RECORDS SHOWN:

·····

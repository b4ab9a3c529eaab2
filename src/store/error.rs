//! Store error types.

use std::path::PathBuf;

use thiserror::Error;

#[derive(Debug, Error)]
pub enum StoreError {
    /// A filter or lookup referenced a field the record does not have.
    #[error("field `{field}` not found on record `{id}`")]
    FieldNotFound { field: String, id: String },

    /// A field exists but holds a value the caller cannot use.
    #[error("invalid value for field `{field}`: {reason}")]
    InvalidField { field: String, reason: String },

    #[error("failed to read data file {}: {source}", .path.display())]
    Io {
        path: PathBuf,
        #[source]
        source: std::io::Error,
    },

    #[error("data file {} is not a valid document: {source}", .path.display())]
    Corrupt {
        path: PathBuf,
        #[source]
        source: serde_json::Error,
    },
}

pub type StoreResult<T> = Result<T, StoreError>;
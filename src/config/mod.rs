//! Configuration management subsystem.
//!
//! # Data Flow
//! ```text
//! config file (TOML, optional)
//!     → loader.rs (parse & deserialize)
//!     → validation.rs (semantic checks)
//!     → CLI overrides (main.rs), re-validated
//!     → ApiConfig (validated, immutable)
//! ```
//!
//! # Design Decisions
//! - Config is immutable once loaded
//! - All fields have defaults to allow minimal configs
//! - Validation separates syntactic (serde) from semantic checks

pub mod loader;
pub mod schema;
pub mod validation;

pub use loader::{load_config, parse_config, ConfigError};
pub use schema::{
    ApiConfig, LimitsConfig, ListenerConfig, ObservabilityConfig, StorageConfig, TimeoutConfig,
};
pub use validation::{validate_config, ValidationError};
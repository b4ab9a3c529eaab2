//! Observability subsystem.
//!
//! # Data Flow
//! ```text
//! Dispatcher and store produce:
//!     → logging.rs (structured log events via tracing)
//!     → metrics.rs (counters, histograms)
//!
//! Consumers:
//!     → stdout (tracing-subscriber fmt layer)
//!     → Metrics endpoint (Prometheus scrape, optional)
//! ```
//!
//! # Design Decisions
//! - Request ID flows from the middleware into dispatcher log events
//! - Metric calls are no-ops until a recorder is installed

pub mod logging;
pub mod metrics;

·····

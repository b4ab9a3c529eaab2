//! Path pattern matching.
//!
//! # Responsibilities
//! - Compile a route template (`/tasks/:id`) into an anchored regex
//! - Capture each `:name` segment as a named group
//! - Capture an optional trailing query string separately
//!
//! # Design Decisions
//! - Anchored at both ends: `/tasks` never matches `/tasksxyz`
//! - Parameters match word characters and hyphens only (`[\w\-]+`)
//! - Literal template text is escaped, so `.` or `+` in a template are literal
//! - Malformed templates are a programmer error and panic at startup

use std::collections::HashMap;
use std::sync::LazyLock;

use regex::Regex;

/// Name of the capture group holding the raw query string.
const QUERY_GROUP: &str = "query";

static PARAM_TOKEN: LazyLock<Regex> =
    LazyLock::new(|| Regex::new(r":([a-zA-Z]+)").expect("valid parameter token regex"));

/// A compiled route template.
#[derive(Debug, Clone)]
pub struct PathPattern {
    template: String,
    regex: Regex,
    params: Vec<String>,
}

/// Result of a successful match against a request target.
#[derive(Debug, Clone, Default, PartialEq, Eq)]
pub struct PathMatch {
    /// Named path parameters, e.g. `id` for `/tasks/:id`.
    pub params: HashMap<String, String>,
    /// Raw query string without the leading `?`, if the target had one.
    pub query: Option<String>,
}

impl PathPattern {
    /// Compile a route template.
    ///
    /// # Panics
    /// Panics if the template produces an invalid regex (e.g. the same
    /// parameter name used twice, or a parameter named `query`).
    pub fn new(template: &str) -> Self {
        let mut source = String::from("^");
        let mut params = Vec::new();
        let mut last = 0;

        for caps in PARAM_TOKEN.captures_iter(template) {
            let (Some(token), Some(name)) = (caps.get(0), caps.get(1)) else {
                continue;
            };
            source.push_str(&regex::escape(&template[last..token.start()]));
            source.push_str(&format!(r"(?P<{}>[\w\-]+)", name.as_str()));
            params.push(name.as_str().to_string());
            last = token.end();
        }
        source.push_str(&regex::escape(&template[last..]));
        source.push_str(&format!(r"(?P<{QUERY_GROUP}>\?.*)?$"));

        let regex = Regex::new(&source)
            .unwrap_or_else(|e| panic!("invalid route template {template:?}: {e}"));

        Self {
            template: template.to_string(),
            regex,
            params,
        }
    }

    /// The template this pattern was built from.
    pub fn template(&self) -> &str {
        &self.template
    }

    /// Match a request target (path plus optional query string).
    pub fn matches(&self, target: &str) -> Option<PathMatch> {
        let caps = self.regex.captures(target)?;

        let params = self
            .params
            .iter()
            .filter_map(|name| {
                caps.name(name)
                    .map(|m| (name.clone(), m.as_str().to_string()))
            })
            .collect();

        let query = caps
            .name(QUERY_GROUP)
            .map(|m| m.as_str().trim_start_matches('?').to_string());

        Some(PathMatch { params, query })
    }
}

·····

WORK INSTRUCTION:
What this exercise asks for is every line of the data above with the word "loader".

REPLY TO THE TASK:
//!     → loader.rs (parse & deserialize)
pub mod loader;
pub use loader::{load_config, parse_config, ConfigError};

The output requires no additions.